Saved data entries

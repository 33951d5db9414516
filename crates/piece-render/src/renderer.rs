//! The view renderer.
//!
//! [`ViewRenderer`] runs the whole pipeline for one view:
//!
//! 1. Resolve the view name to a file and check that it exists
//! 2. Escape the parameters once into [`Bindings`]
//! 3. Execute the view and split its output at the `@template('...');`
//!    directive
//! 4. Resolve and execute the named template with the same bindings
//! 5. Replace every `@embed;` in the template output with the view body
//!
//! ```text
//! views/home.tpl:    @template('layout');<p>Hi {{ name }}</p>
//! views/layout.tpl:  <html>@embed;</html>
//!
//! render("home", {name: "<b>Al</b>")
//!   -> <html><p>Hi &lt;b&gt;Al&lt;/b&gt;</p></html>
//! ```
//!
//! The renderer keeps no per-call state. One instance can serve concurrent
//! requests from several threads.

use std::collections::HashMap;
use std::path::{Path, PathBuf};

use serde::Serialize;

use crate::context::{Bindings, RenderRequest};
use crate::error::{FileKind, RenderError};
use crate::grammar::{parse_view, splice_body};
use crate::output::OutputSink;
use crate::settings::Settings;
use crate::store::{FileStore, FsStore};
use crate::template::{MiniJinjaEngine, TemplateEngine};

/// The result of a successful render, with the files that produced it.
#[derive(Debug, Clone, PartialEq, Eq)]
pub struct RenderedOutput {
    /// Final markup.
    pub html: String,
    /// Resolved path of the view file.
    pub view_path: PathBuf,
    /// Template name as written in the view's directive.
    pub template_ref: String,
    /// Resolved path of the template file.
    pub template_path: PathBuf,
}

/// Renders views into their templates.
///
/// # Example
///
/// ```rust
/// use piece_render::{MemoryStore, Params, Settings, ViewRenderer};
///
/// let store = MemoryStore::new()
///     .with_file("/views/home.tpl", "@template('layout');<p>Hi {{ name }}</p>")
///     .with_file("/views/layout.tpl", "<html>@embed;</html>");
///
/// let renderer = ViewRenderer::with_store(Settings::new("/views", ".tpl"), store);
/// let html = renderer
///     .render("home", &Params::new().with("name", "<b>Al</b>"))
///     .unwrap();
///
/// assert_eq!(html, "<html><p>Hi &lt;b&gt;Al&lt;/b&gt;</p></html>");
/// ```
pub struct ViewRenderer {
    settings: Settings,
    store: Box<dyn FileStore>,
    engine: Box<dyn TemplateEngine>,
}

impl ViewRenderer {
    /// Creates a renderer reading from disk with the MiniJinja engine.
    pub fn new(settings: Settings) -> Self {
        Self::with_store(settings, FsStore::new())
    }

    /// Creates a renderer over a custom file store.
    pub fn with_store(settings: Settings, store: impl FileStore + 'static) -> Self {
        Self {
            settings,
            store: Box::new(store),
            engine: Box::new(MiniJinjaEngine::new()),
        }
    }

    /// Creates a disk-backed renderer from a host application's settings map.
    ///
    /// # Errors
    ///
    /// Returns [`RenderError::Config`] if `viewsFolder` or `fileExtension`
    /// is missing.
    pub fn from_config(config: &HashMap<String, String>) -> Result<Self, RenderError> {
        Ok(Self::new(Settings::from_map(config)?))
    }

    /// Replaces the template engine.
    pub fn with_engine(mut self, engine: impl TemplateEngine + 'static) -> Self {
        self.engine = Box::new(engine);
        self
    }

    /// The settings this renderer was created with.
    pub fn settings(&self) -> &Settings {
        &self.settings
    }

    /// The active template engine.
    pub fn engine(&self) -> &dyn TemplateEngine {
        self.engine.as_ref()
    }

    /// Renders `view` with `params` and returns the final markup.
    ///
    /// `params` may be any value that serializes to a map (a struct,
    /// [`Params`](crate::Params), a `HashMap`, `serde_json::json!({...})`) or
    /// `()` for none.
    ///
    /// # Errors
    ///
    /// - [`RenderError::InvalidInput`]: view name that is empty or only
    ///   whitespace, non-map params or a reserved parameter name
    /// - [`RenderError::NotFound`]: view or template file missing
    /// - [`RenderError::Parse`]: view output has no `@template` directive
    /// - [`RenderError::Render`]: the spliced output is empty or exactly `"0"`
    /// - [`RenderError::Template`] / [`RenderError::Io`]: executing or reading
    ///   a file failed
    pub fn render<P: Serialize + ?Sized>(
        &self,
        view: &str,
        params: &P,
    ) -> Result<String, RenderError> {
        Ok(self.render_view(view, params)?.html)
    }

    /// Renders `view` and also reports which files were used.
    pub fn render_view<P: Serialize + ?Sized>(
        &self,
        view: &str,
        params: &P,
    ) -> Result<RenderedOutput, RenderError> {
        if view.trim().is_empty() {
            return Err(RenderError::InvalidInput(
                "view name must contain a non-whitespace character".to_string(),
            ));
        }

        let view_path = self.locate(FileKind::View, view)?;
        let bindings = Bindings::from_params(params)?;

        let view_output = self.execute(&view_path, &bindings)?;
        let parsed = parse_view(&view_output).ok_or_else(|| {
            RenderError::Parse(format!(
                "{} has no @template('<name>'); directive",
                view_path.display()
            ))
        })?;
        tracing::trace!(
            view = %view,
            template = %parsed.template_ref,
            body_len = parsed.body.len(),
            "parsed view"
        );

        let template_path = self.locate(FileKind::Template, &parsed.template_ref)?;
        let template_output = self.execute(&template_path, &bindings)?;
        let html = splice_body(&template_output, &parsed.body)?;

        tracing::debug!(
            view = %view,
            template = %parsed.template_ref,
            bytes = html.len(),
            "rendered view"
        );

        Ok(RenderedOutput {
            html,
            view_path,
            template_ref: parsed.template_ref,
            template_path,
        })
    }

    /// Renders a [`RenderRequest`].
    pub fn render_request(&self, request: &RenderRequest) -> Result<String, RenderError> {
        self.render(&request.view_name, &request.params)
    }

    /// Renders a request and hands the markup and status to `sink`.
    ///
    /// Nothing reaches the sink when rendering fails.
    pub fn render_to(
        &self,
        request: &RenderRequest,
        sink: &mut dyn OutputSink,
    ) -> Result<(), RenderError> {
        let html = self.render_request(request)?;
        sink.write_response(request.status_code, &html)
    }

    /// Resolves a name and checks that the file exists.
    fn locate(&self, kind: FileKind, name: &str) -> Result<PathBuf, RenderError> {
        let path = self.settings.resolve(name);
        if !self.store.exists(&path) {
            tracing::debug!(%kind, name, path = %path.display(), "file not found");
            return Err(RenderError::not_found(kind, path));
        }
        tracing::trace!(%kind, name, path = %path.display(), "resolved file");
        Ok(path)
    }

    /// Reads a file and executes it with `bindings` in scope.
    fn execute(&self, path: &Path, bindings: &Bindings) -> Result<String, RenderError> {
        let source = self.store.read(path)?;
        let name = path.to_string_lossy();
        self.engine.execute(&name, &source, bindings)
    }
}

impl std::fmt::Debug for ViewRenderer {
    fn fmt(&self, f: &mut std::fmt::Formatter<'_>) -> std::fmt::Result {
        f.debug_struct("ViewRenderer")
            .field("settings", &self.settings)
            .field("engine", &self.engine.name())
            .finish_non_exhaustive()
    }
}

#[cfg(test)]
mod tests {
    use super::*;
    use crate::context::Params;
    use crate::output::BufferedResponse;
    use crate::store::MemoryStore;
    use crate::template::SimpleEngine;
    use serde_json::json;
    use std::sync::atomic::{AtomicUsize, Ordering};
    use std::sync::Arc;

    fn renderer(files: &[(&str, &str)]) -> ViewRenderer {
        let store = files
            .iter()
            .fold(MemoryStore::new(), |store, (path, content)| {
                store.with_file(*path, *content)
            });
        ViewRenderer::with_store(Settings::new("/views", ".tpl"), store)
    }

    /// Counts reads so tests can check that nothing was executed.
    struct CountingStore {
        inner: MemoryStore,
        reads: Arc<AtomicUsize>,
    }

    impl FileStore for CountingStore {
        fn exists(&self, path: &Path) -> bool {
            self.inner.exists(path)
        }

        fn read(&self, path: &Path) -> Result<String, RenderError> {
            self.reads.fetch_add(1, Ordering::SeqCst);
            self.inner.read(path)
        }
    }

    #[test]
    fn test_render_example_page() {
        let r = renderer(&[
            ("/views/home.tpl", "@template('layout.tpl');<p>Hi {{name}}</p>"),
            ("/views/layout.tpl", "<html>@embed;</html>"),
        ]);
        let html = r.render("home", &json!({"name": "<b>Al</b>"})).unwrap();
        assert_eq!(html, "<html><p>Hi &lt;b&gt;Al&lt;/b&gt;</p></html>");
    }

    #[test]
    fn test_render_template_sees_params() {
        let r = renderer(&[
            ("/views/home.tpl", "@template('layout');body"),
            ("/views/layout.tpl", "<title>{{ title }}</title>@embed;"),
        ]);
        let html = r
            .render("home", &Params::new().with("title", "Tom & Jerry"))
            .unwrap();
        assert_eq!(html, "<title>Tom &amp; Jerry</title>body");
    }

    #[test]
    fn test_render_view_reports_paths() {
        let r = renderer(&[
            ("/views/pages/home.tpl", "@template('layouts/base');x"),
            ("/views/layouts/base.tpl", "@embed;"),
        ]);
        let out = r.render_view("/pages/home", &()).unwrap();
        assert_eq!(out.html, "x");
        assert_eq!(out.view_path, PathBuf::from("/views/pages/home.tpl"));
        assert_eq!(out.template_ref, "layouts/base");
        assert_eq!(out.template_path, PathBuf::from("/views/layouts/base.tpl"));
    }

    #[test]
    fn test_render_blank_view_name() {
        let r = renderer(&[]);
        for name in ["", "  ", "\t\n"] {
            assert!(matches!(
                r.render(name, &()),
                Err(RenderError::InvalidInput(_))
            ));
        }
    }

    #[test]
    fn test_render_missing_view_executes_nothing() {
        let reads = Arc::new(AtomicUsize::new(0));
        let store = CountingStore {
            inner: MemoryStore::new().with_file("/views/layout.tpl", "@embed;"),
            reads: Arc::clone(&reads),
        };
        let r = ViewRenderer::with_store(Settings::new("/views", ".tpl"), store);

        let err = r.render("missing", &()).unwrap_err();
        assert!(matches!(
            err,
            RenderError::NotFound {
                kind: FileKind::View,
                ..
            }
        ));
        assert_eq!(reads.load(Ordering::SeqCst), 0);
    }

    #[test]
    fn test_render_missing_template() {
        let r = renderer(&[("/views/home.tpl", "@template('nowhere');x")]);
        let err = r.render("home", &()).unwrap_err();
        match err {
            RenderError::NotFound { kind, path } => {
                assert_eq!(kind, FileKind::Template);
                assert_eq!(path, PathBuf::from("/views/nowhere.tpl"));
            }
            other => panic!("expected NotFound, got {other:?}"),
        }
    }

    #[test]
    fn test_render_view_without_directive() {
        let r = renderer(&[("/views/home.tpl", "<p>no layout</p>")]);
        assert!(matches!(r.render("home", &()), Err(RenderError::Parse(_))));
    }

    #[test]
    fn test_render_directive_produced_by_view_logic() {
        let r = renderer(&[
            (
                "/views/home.tpl",
                "@template('{{ layout }}');<p>x</p>",
            ),
            ("/views/admin.tpl", "<admin>@embed;</admin>"),
        ]);
        let html = r.render("home", &json!({"layout": "admin"})).unwrap();
        assert_eq!(html, "<admin><p>x</p></admin>");
    }

    #[test]
    fn test_render_template_without_marker_and_empty_body() {
        let r = renderer(&[
            ("/views/home.tpl", "@template('static');"),
            ("/views/static.tpl", "<p>{{ n }} static</p>"),
        ]);
        assert_eq!(r.render("home", &json!({"n": 1})).unwrap(), "<p>1 static</p>");
    }

    #[test]
    fn test_render_empty_template_output_is_error() {
        let r = renderer(&[
            ("/views/home.tpl", "@template('empty');"),
            ("/views/empty.tpl", "{% if false %}x{% endif %}"),
        ]);
        assert!(matches!(r.render("home", &()), Err(RenderError::Render(_))));
    }

    #[test]
    fn test_render_rejects_non_map_params() {
        let r = renderer(&[
            ("/views/home.tpl", "@template('layout');x"),
            ("/views/layout.tpl", "@embed;"),
        ]);
        assert!(matches!(
            r.render("home", &"just a string"),
            Err(RenderError::InvalidInput(_))
        ));
    }

    #[test]
    fn test_render_rejects_reserved_param() {
        let r = renderer(&[
            ("/views/home.tpl", "@template('layout');x"),
            ("/views/layout.tpl", "@embed;"),
        ]);
        assert!(matches!(
            r.render("home", &json!({"loop": 1})),
            Err(RenderError::InvalidInput(_))
        ));
    }

    #[test]
    fn test_render_with_simple_engine() {
        let r = renderer(&[
            ("/views/home.tpl", "@template('layout');Hi {{ user.name }}"),
            ("/views/layout.tpl", "<main>@embed;</main>"),
        ])
        .with_engine(SimpleEngine::new());
        let html = r
            .render("home", &json!({"user": {"name": "O'Neil"}}))
            .unwrap();
        assert_eq!(html, "<main>Hi O&apos;Neil</main>");
    }

    #[test]
    fn test_render_to_sink_applies_status() {
        let r = renderer(&[
            ("/views/404.tpl", "@template('layout');gone"),
            ("/views/layout.tpl", "<p>@embed;</p>"),
        ]);
        let mut response = BufferedResponse::new();
        let request = RenderRequest::new("404").with_status(404);
        r.render_to(&request, &mut response).unwrap();
        assert_eq!(response.status, 404);
        assert_eq!(response.body, "<p>gone</p>");
    }

    #[test]
    fn test_render_to_sink_untouched_on_error() {
        let r = renderer(&[]);
        let mut response = BufferedResponse::new();
        let result = r.render_to(&RenderRequest::new("nope").with_status(500), &mut response);
        assert!(result.is_err());
        assert_eq!(response, BufferedResponse::new());
    }

    #[test]
    fn test_from_config_missing_key() {
        let mut config = HashMap::new();
        config.insert("viewsFolder".to_string(), "/views".to_string());
        let err = ViewRenderer::from_config(&config).unwrap_err();
        assert!(matches!(err, RenderError::Config(_)));
        assert!(err.to_string().contains("fileExtension"));
    }

    #[test]
    fn test_renderer_is_shareable_across_threads() {
        let r = Arc::new(renderer(&[
            ("/views/home.tpl", "@template('layout');{{ n }}"),
            ("/views/layout.tpl", "[@embed;]"),
        ]));

        let handles: Vec<_> = (0..4)
            .map(|n| {
                let r = Arc::clone(&r);
                std::thread::spawn(move || r.render("home", &json!({"n": n})).unwrap())
            })
            .collect();

        let outputs: Vec<String> = handles.into_iter().map(|h| h.join().unwrap()).collect();
        assert_eq!(outputs, vec!["[0]", "[1]", "[2]", "[3]"]);
    }
}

EXERCISE: Set down, exactly as written, each line of the data from its opening line through the one containing "2. Escape the". Output nothing more.

TASK RESULT:
repository 33951d5db9414516
filename crates/piece-render/src/renderer.rs
//! The view renderer.
//!
//! [`ViewRenderer`] runs the whole pipeline for one view:
//!
//! 1. Resolve the view name to a file and check that it exists
//! 2. Escape the parameters once into [`Bindings`]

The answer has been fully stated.